[Saved data entries]

════════════════

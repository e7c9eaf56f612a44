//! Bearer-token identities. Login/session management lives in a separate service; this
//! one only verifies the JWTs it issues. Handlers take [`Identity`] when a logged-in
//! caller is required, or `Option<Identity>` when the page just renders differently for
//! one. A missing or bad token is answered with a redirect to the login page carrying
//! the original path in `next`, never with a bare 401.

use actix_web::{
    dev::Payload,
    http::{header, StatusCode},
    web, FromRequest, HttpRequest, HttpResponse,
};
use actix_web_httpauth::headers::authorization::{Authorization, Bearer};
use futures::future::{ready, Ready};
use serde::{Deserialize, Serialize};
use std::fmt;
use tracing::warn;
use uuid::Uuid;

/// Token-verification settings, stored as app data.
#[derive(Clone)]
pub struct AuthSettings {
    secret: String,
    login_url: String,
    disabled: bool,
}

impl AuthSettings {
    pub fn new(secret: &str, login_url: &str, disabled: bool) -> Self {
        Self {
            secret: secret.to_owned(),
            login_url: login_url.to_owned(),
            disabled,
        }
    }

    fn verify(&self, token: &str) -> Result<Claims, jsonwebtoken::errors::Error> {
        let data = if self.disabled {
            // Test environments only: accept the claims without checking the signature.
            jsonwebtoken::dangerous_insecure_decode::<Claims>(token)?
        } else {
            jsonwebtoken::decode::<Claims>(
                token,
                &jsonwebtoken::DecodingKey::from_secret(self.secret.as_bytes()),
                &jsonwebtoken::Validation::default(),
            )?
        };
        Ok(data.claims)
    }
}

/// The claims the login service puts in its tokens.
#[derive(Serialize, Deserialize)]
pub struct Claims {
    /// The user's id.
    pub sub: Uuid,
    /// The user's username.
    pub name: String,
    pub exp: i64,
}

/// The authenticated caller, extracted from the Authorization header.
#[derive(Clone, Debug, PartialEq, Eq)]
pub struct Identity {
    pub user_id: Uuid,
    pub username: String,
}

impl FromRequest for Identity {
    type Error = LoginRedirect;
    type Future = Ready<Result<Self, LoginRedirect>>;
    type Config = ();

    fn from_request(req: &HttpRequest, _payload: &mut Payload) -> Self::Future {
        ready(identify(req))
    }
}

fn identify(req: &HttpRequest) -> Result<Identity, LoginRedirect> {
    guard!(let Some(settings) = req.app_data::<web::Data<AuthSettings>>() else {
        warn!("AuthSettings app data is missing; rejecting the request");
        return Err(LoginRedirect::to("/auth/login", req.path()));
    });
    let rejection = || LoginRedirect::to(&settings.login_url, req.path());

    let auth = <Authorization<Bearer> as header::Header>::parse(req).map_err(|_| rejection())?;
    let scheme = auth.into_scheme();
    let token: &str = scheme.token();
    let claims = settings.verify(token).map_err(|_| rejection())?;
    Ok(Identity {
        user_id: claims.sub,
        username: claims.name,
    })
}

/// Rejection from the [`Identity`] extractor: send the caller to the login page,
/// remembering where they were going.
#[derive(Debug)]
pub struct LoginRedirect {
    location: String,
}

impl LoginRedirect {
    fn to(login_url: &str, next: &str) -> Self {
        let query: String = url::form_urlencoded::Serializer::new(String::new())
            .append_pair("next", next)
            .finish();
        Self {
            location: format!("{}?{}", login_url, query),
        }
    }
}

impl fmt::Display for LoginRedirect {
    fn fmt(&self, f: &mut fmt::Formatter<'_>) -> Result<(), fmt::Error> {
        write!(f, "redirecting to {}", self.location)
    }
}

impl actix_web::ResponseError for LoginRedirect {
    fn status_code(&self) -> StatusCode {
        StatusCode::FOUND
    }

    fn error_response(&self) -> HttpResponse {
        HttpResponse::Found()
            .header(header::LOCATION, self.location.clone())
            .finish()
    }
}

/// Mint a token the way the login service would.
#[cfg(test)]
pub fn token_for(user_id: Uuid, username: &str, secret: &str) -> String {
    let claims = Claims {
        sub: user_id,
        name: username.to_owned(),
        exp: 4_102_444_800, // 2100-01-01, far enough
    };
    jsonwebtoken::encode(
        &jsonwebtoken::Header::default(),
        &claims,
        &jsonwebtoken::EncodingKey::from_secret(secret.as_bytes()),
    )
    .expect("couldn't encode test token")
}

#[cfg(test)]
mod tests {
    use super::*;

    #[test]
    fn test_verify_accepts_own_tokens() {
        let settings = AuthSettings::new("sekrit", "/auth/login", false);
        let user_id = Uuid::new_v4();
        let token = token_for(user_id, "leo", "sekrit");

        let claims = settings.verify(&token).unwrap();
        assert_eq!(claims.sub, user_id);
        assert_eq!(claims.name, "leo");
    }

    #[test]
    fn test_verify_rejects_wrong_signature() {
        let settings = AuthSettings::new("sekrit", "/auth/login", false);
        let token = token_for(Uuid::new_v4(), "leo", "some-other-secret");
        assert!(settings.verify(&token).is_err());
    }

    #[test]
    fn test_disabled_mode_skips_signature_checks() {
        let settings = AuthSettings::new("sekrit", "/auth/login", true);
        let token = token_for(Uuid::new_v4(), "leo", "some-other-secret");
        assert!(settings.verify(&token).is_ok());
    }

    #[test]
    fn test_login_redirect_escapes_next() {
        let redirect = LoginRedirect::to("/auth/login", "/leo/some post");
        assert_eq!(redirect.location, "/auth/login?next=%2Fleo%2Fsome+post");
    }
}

════════════════

» INSTRUCTIONS TO FOLLOW
Read the entries above and find each line holding the word "HttpResponse". Copy it out.

» SOLUTION FOR THIS EXERCISE
    web, FromRequest, HttpRequest, HttpResponse,
    fn error_response(&self) -> HttpResponse {
        HttpResponse::Found()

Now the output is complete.